## Exercise
Look through the listing below for the string "locked". Say how many lines hold it, and nothing else.

## Dataset

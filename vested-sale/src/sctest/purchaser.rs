use concordium_std::concordium_cfg_test;

#[concordium_cfg_test]
mod tests {
    use crate::sctest::*;
    use crate::view::{contract_calculate_token_amount, contract_is_open};
    use crate::*;
    use concordium_std::test_infrastructure::*;

    #[concordium_test]
    fn test_direct_purchase() {
        let buyer = new_account();
        let mut state_builder = TestStateBuilder::new();
        let state = initial_state(&mut state_builder, None);
        let mut host = TestHost::new(state, state_builder);
        let mut logger = TestLogger::init();
        mock_balance_of(&mut host, 100_000);
        mock_transfer_ok(&mut host);

        let ctx = receive_context(buyer, ts(15));
        let tokens = contract_purchase(&ctx, &mut host, Amount::from_micro_ccd(500), &mut logger)
            .expect_report("purchase failed");

        claim_eq!(tokens.0, 100, "500 µCCD at 5 µCCD each buys 100 tokens");
        claim_eq!(host.state().pricing.total_sold.0, 100);
        claim_eq!(
            host.state().pricing.total_raised,
            Amount::from_micro_ccd(500)
        );
        // direct sale leaves no vesting ledger entry behind
        claim_eq!(host.state().participants.iter().count(), 0);
        claim_eq!(host.state().vested_custody.0, 0);
        claim_eq!(logger.logs.len(), 1);
        claim!(!host.state().locked, "entry latch must be clear afterwards");
    }

    #[concordium_test]
    fn test_purchase_floors_fractional_tokens() {
        let buyer = new_account();
        let mut state_builder = TestStateBuilder::new();
        let state = initial_state(&mut state_builder, None);
        let mut host = TestHost::new(state, state_builder);
        let mut logger = TestLogger::init();
        mock_balance_of(&mut host, 100_000);
        mock_transfer_ok(&mut host);

        let ctx = receive_context(buyer, ts(15));
        // 499 / 5 = 99, the remainder stays with the sale
        let tokens = contract_purchase(&ctx, &mut host, Amount::from_micro_ccd(499), &mut logger)
            .expect_report("purchase failed");
        claim_eq!(tokens.0, 99);
        claim_eq!(
            host.state().pricing.total_raised,
            Amount::from_micro_ccd(499)
        );
    }

    #[concordium_test]
    fn test_purchase_outside_window() {
        let buyer = new_account();
        let mut state_builder = TestStateBuilder::new();
        let state = initial_state(&mut state_builder, None);
        let mut host = TestHost::new(state, state_builder);
        let mut logger = TestLogger::init();

        let ctx = receive_context(buyer, ts(5));
        let ret = contract_purchase(&ctx, &mut host, Amount::from_micro_ccd(500), &mut logger);
        claim_eq!(
            ret,
            Err(ContractError::from(CustomContractError::SaleNotOpen))
        );

        let ctx = receive_context(buyer, ts(31));
        let ret = contract_purchase(&ctx, &mut host, Amount::from_micro_ccd(500), &mut logger);
        claim_eq!(
            ret,
            Err(ContractError::from(CustomContractError::SaleNotOpen))
        );
        claim_eq!(host.state().pricing.total_sold.0, 0);
        claim_eq!(host.state().pricing.total_raised, Amount::zero());
    }

    #[concordium_test]
    fn test_purchase_limits() {
        let buyer = new_account();
        let mut state_builder = TestStateBuilder::new();
        let state = initial_state(&mut state_builder, None);
        let mut host = TestHost::new(state, state_builder);
        let mut logger = TestLogger::init();

        let ctx = receive_context(buyer, ts(15));
        let ret = contract_purchase(&ctx, &mut host, Amount::from_micro_ccd(9), &mut logger);
        claim_eq!(
            ret,
            Err(ContractError::from(CustomContractError::BelowMinPurchase))
        );

        let ret = contract_purchase(&ctx, &mut host, Amount::from_micro_ccd(2_001), &mut logger);
        claim_eq!(
            ret,
            Err(ContractError::from(CustomContractError::AboveMaxPurchase))
        );

        // rejected purchases leave the counters untouched
        claim_eq!(host.state().pricing.total_sold.0, 0);
        claim_eq!(host.state().pricing.total_raised, Amount::zero());
    }

    #[concordium_test]
    fn test_purchase_while_paused() {
        let buyer = new_account();
        let mut state_builder = TestStateBuilder::new();
        let mut state = initial_state(&mut state_builder, None);
        state.paused = true;
        let mut host = TestHost::new(state, state_builder);
        let mut logger = TestLogger::init();

        let ctx = receive_context(buyer, ts(15));
        let ret = contract_purchase(&ctx, &mut host, Amount::from_micro_ccd(500), &mut logger);
        claim_eq!(
            ret,
            Err(ContractError::from(CustomContractError::ContractPaused))
        );
    }

    #[concordium_test]
    fn test_purchase_insufficient_backing() {
        let buyer = new_account();
        let mut state_builder = TestStateBuilder::new();
        let state = initial_state(&mut state_builder, None);
        let mut host = TestHost::new(state, state_builder);
        let mut logger = TestLogger::init();
        // the contract only holds 50 of the 100 tokens it would promise
        mock_balance_of(&mut host, 50);

        let ctx = receive_context(buyer, ts(15));
        let ret = contract_purchase(&ctx, &mut host, Amount::from_micro_ccd(500), &mut logger);
        claim_eq!(
            ret,
            Err(ContractError::from(
                CustomContractError::InsufficientSaleAsset
            ))
        );
        claim_eq!(host.state().pricing.total_sold.0, 0);
    }

    #[concordium_test]
    fn test_purchase_hardcap_boundary() {
        let mut state_builder = TestStateBuilder::new();
        let state = initial_state(&mut state_builder, None);
        let mut host = TestHost::new(state, state_builder);
        let mut logger = TestLogger::init();
        mock_balance_of(&mut host, 100_000);
        mock_transfer_ok(&mut host);

        // 2 x 400 tokens fit under the 1000 cap
        for _ in 0..2 {
            let ctx = receive_context(new_account(), ts(15));
            contract_purchase(&ctx, &mut host, Amount::from_micro_ccd(2_000), &mut logger)
                .expect_report("purchase failed");
        }
        claim_eq!(host.state().pricing.total_sold.0, 800);

        // another 400 would overshoot
        let ctx = receive_context(new_account(), ts(15));
        let ret = contract_purchase(&ctx, &mut host, Amount::from_micro_ccd(2_000), &mut logger);
        claim_eq!(
            ret,
            Err(ContractError::from(CustomContractError::HardCapReached))
        );
        claim_eq!(host.state().pricing.total_sold.0, 800);

        // an exact fill is fine
        let ctx = receive_context(new_account(), ts(15));
        contract_purchase(&ctx, &mut host, Amount::from_micro_ccd(1_000), &mut logger)
            .expect_report("purchase failed");
        claim_eq!(host.state().pricing.total_sold.0, 1000);

        // and from then on the sale is closed
        let ctx = receive_context(new_account(), ts(15));
        let ret = contract_purchase(&ctx, &mut host, Amount::from_micro_ccd(500), &mut logger);
        claim_eq!(
            ret,
            Err(ContractError::from(CustomContractError::HardCapReached))
        );
    }

    #[concordium_test]
    fn test_vesting_purchase_opens_account_per_purchase() {
        let buyer = new_account();
        let mut state_builder = TestStateBuilder::new();
        let state = initial_state(&mut state_builder, Some(default_vesting()));
        let mut host = TestHost::new(state, state_builder);
        let mut logger = TestLogger::init();
        // no transfer mock: a vesting purchase must not move the sale asset
        mock_balance_of(&mut host, 100_000);

        let ctx = receive_context(buyer, ts(15));
        let tokens = contract_purchase(&ctx, &mut host, Amount::from_micro_ccd(500), &mut logger)
            .expect_report("purchase failed");
        claim_eq!(tokens.0, 100);
        claim_eq!(host.state().vested_custody.0, 100);

        let ctx = receive_context(buyer, ts(20));
        contract_purchase(&ctx, &mut host, Amount::from_micro_ccd(250), &mut logger)
            .expect_report("purchase failed");

        let state = host.state();
        let purchaser = state.participants.get(&buyer).unwrap_abort();
        claim_eq!(purchaser.grants.len(), 2, "one account per purchase");
        claim_eq!(purchaser.grants[0].initial_amount.0, 100);
        claim_eq!(purchaser.grants[1].initial_amount.0, 50);
        // each schedule is anchored at its own purchase time
        claim_eq!(purchaser.grants[0].account.start, ts(15));
        claim_eq!(purchaser.grants[1].account.start, ts(20));
        claim_eq!(
            state.pricing.total_sold.0,
            purchaser.grants[0].initial_amount.0 + purchaser.grants[1].initial_amount.0
        );
        claim_eq!(state.vested_custody.0, 150);
    }

    #[concordium_test]
    fn test_reentrant_purchase_rejected() {
        let buyer = new_account();
        let mut state_builder = TestStateBuilder::new();
        let mut state = initial_state(&mut state_builder, None);
        state.locked = true;
        let mut host = TestHost::new(state, state_builder);
        let mut logger = TestLogger::init();

        let ctx = receive_context(buyer, ts(15));
        let ret = contract_purchase(&ctx, &mut host, Amount::from_micro_ccd(500), &mut logger);
        claim_eq!(
            ret,
            Err(ContractError::from(CustomContractError::ReentrantCall))
        );
    }

    #[concordium_test]
    fn test_sale_views() {
        let mut state_builder = TestStateBuilder::new();
        let state = initial_state(&mut state_builder, None);
        let host = TestHost::new(state, state_builder);

        let ctx = receive_context(new_account(), ts(15));
        claim!(contract_is_open(&ctx, &host).unwrap());
        let ctx = receive_context(new_account(), ts(5));
        claim!(!contract_is_open(&ctx, &host).unwrap());

        let parameter_bytes = to_bytes(&Amount::from_micro_ccd(1_999));
        let mut ctx = receive_context(new_account(), ts(15));
        ctx.set_parameter(&parameter_bytes);
        let tokens = contract_calculate_token_amount(&ctx, &host).unwrap();
        claim_eq!(tokens.0, 399);
    }
}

## Reply
2